I am not talking about our memories of significant events: weddings, births, funerals, graduation ceremonies. No wonder I can bring up the scene of dad coming back to mom’s side at the hospital, delivering the news of the last unborn brother. Or by the time Mom came home from the hospital, her maternity gown indicating her advanced pregnancy and her glassy eyes, to tell me that daddy was dead. It was a beautiful April morning. I remember it because time seemed like a mockery to me when I was 11; it should have been dark and stormy.

Opinion columnist

Jackie Calms

Jackie Calmes brings a critical look to the national political scene. She has decades of experience covering the White House and Congress.

No, the lasting memories I’m referring to are those that attach and persist for no apparent reason, things that simply “make an impression,” as the appropriate saying goes. One of these memories in particular comes back to me often around Thanksgiving Day. This is the exhortation I have heard more than once from great aunts and uncles at large family gatherings, delivered with the utmost seriousness but perhaps with a hint of teasing to the little girl before them: “There are two things you don’t discuss in large groups,” they would tell me. “Politics and religion”.

I don’t remember them explaining their so-called words of wisdom, or that I asked. But I thought about it a lot. I thought the adult advice mainly reflected that we were Catholics in a predominantly Protestant community, many of whom apparently thought we Catholics and our rituals were strange, even subversive.

My awareness of anti-Catholic animosity came from an earlier random memory, one that was probably my introduction to politics: At the age of 5, I had once crouched out of sight of a few grown parents who had gathered. around a table, listening as they complained about how Democratic presidential candidate John F. Kennedy would likely lose just because he was Catholic.

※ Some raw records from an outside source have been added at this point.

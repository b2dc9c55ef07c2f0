pub mod client_management;
pub mod identity_provider_management;
pub mod protocol_mapper_management;
pub mod realm_management;
pub mod user_federation_management;

pub use client_management::*;
pub use identity_provider_management::*;
pub use protocol_mapper_management::*;
pub use realm_management::*;
pub use user_federation_management::*;

use crate::domain::errors::DomainResult;

/// Turns a not-found lookup into `Ok(None)`.
pub(crate) fn found<T>(result: DomainResult<T>) -> DomainResult<Option<T>> {
    match result {
        Ok(value) => Ok(Some(value)),
        Err(err) if err.is_not_found() => Ok(None),
        Err(err) => Err(err),
    }
}

/// Deleting something that is already gone counts as success.
pub(crate) fn tolerate_missing(result: DomainResult<()>) -> DomainResult<()> {
    match result {
        Err(err) if err.is_not_found() => Ok(()),
        other => other,
    }
}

And Irish, like most of us. The German descendants of the family had their own reason to be wary of politics: they spoke of an anti-German sentiment so deep in Ohio during World War I that the state banned the teaching of the language.

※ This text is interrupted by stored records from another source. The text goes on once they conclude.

use crate::domain::errors::{DomainError, DomainResult};
use serde::{Deserialize, Serialize};

pub const ACCESS_TYPES: &[&str] = &["CONFIDENTIAL", "PUBLIC", "BEARER-ONLY"];

/// How a client authenticates, derived from Keycloak's `publicClient` and
/// `bearerOnly` flags.
#[derive(Debug, Clone, Copy, PartialEq, Eq, Default, Serialize, Deserialize)]
pub enum AccessType {
    #[default]
    Confidential,
    Public,
    BearerOnly,
}

impl AccessType {
    pub fn as_str(&self) -> &'static str {
        match self {
            AccessType::Confidential => "CONFIDENTIAL",
            AccessType::Public => "PUBLIC",
            AccessType::BearerOnly => "BEARER-ONLY",
        }
    }

    pub fn parse(value: &str) -> DomainResult<Self> {
        match value {
            "CONFIDENTIAL" => Ok(AccessType::Confidential),
            "PUBLIC" => Ok(AccessType::Public),
            "BEARER-ONLY" => Ok(AccessType::BearerOnly),
            other => Err(DomainError::invalid_value("access_type", ACCESS_TYPES, other)),
        }
    }

    /// `bearerOnly` wins over `publicClient`.
    pub fn from_flags(public_client: bool, bearer_only: bool) -> Self {
        if bearer_only {
            AccessType::BearerOnly
        } else if public_client {
            AccessType::Public
        } else {
            AccessType::Confidential
        }
    }

    pub fn public_client(&self) -> bool {
        matches!(self, AccessType::Public)
    }

    pub fn bearer_only(&self) -> bool {
        matches!(self, AccessType::BearerOnly)
    }
}

/// OpenID Connect client registered in a realm
#[derive(Debug, Clone, PartialEq, Eq, Serialize, Deserialize)]
pub struct OpenIdClient {
    /// Keycloak's internal uuid
    pub id: Option<String>,
    pub realm_id: String,
    pub client_id: String,
    pub name: Option<String>,
    pub description: Option<String>,
    pub enabled: bool,
    pub access_type: AccessType,
    pub client_secret: Option<String>,
    pub standard_flow_enabled: bool,
    pub implicit_flow_enabled: bool,
    pub direct_access_grants_enabled: bool,
    pub service_accounts_enabled: bool,
    pub valid_redirect_uris: Vec<String>,
    pub web_origins: Vec<String>,
    pub root_url: Option<String>,
    pub base_url: Option<String>,
    pub admin_url: Option<String>,
    pub full_scope_allowed: bool,
}

impl OpenIdClient {
    pub fn new(realm_id: impl Into<String>, client_id: impl Into<String>, access_type: AccessType) -> Self {
        Self {
            id: None,
            realm_id: realm_id.into(),
            client_id: client_id.into(),
            name: None,
            description: None,
            enabled: true,
            access_type,
            client_secret: None,
            standard_flow_enabled: false,
            implicit_flow_enabled: false,
            direct_access_grants_enabled: false,
            service_accounts_enabled: false,
            valid_redirect_uris: Vec::new(),
            web_origins: Vec::new(),
            root_url: None,
            base_url: None,
            admin_url: None,
            full_scope_allowed: true,
        }
    }

    pub fn validate(&self) -> DomainResult<()> {
        if self.realm_id.is_empty() {
            return Err(DomainError::validation("realm_id must be set"));
        }
        if self.client_id.is_empty() {
            return Err(DomainError::validation("client_id must be set"));
        }

        match self.access_type {
            AccessType::BearerOnly => {
                if self.standard_flow_enabled
                    || self.implicit_flow_enabled
                    || self.direct_access_grants_enabled
                    || self.service_accounts_enabled
                {
                    return Err(DomainError::validation(
                        "login flows and service accounts cannot be enabled on a BEARER-ONLY client",
                    ));
                }
            }
            AccessType::Public => {
                if self.client_secret.as_deref().is_some_and(|s| !s.is_empty()) {
                    return Err(DomainError::validation(
                        "client_secret cannot be set on a PUBLIC client",
                    ));
                }
                if self.service_accounts_enabled {
                    return Err(DomainError::validation(
                        "service accounts cannot be enabled on a PUBLIC client",
                    ));
                }
            }
            AccessType::Confidential => {}
        }

        if (self.standard_flow_enabled || self.implicit_flow_enabled)
            && self.valid_redirect_uris.is_empty()
        {
            return Err(DomainError::validation(
                "must specify at least one valid redirect uri if standard flow or implicit flow is enabled",
            ));
        }

        Ok(())
    }
}

#[cfg(test)]
mod tests {
    use super::*;

    #[test]
    fn access_type_flags() {
        assert_eq!(AccessType::from_flags(true, true), AccessType::BearerOnly);
        assert_eq!(AccessType::from_flags(true, false), AccessType::Public);
        assert_eq!(AccessType::from_flags(false, false), AccessType::Confidential);
        assert_eq!(
            AccessType::parse("bearer").unwrap_err().to_string(),
            "expected access_type to be one of [CONFIDENTIAL PUBLIC BEARER-ONLY], got bearer"
        );
    }

    #[test]
    fn bearer_only_clients_have_no_flows() {
        let mut client = OpenIdClient::new("r1", "c1", AccessType::BearerOnly);
        assert!(client.validate().is_ok());

        client.direct_access_grants_enabled = true;
        assert!(client
            .validate()
            .unwrap_err()
            .to_string()
            .starts_with("validation error: "));
    }

    #[test]
    fn standard_flow_needs_redirect_uris() {
        let mut client = OpenIdClient::new("r1", "web", AccessType::Confidential);
        client.standard_flow_enabled = true;
        assert!(client.validate().is_err());

        client.valid_redirect_uris = vec!["https://app.example.com/*".to_string()];
        assert!(client.validate().is_ok());
    }
}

Not all members of the extended family were Democrats. There were Republicans among most of the older people who stayed on the farms and small towns of northwest Ohio after World War II. But many in their children’s generation, including my parents, had come to the big city of Toledo and tended to vote Democrats. This split, as well as our faith, probably explained the family rule forbidding political talk.

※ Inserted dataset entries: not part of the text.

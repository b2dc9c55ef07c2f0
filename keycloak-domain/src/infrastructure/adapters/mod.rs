pub mod env_config;
pub mod keycloak_rest;

pub use env_config::*;
pub use keycloak_rest::*;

I certainly ended up breaking this rule. I made a living talking to people about politics, religion and anything that explained their views on our messy democracy.

Such remarks sometimes invited inconvenience of the kind that my elders sought to avoid. During my first job at a West Texas newspaper, I was finishing an interview when the man said he would like to fix me up with his son. The man suggested that maybe we could all go to church together. “Where do you worship?” ” He asked. It turned out to be a litmus test. When he learned I was Catholic, he awkwardly ended this conversation, noting that the only Catholics he knew were “the Mezcans”.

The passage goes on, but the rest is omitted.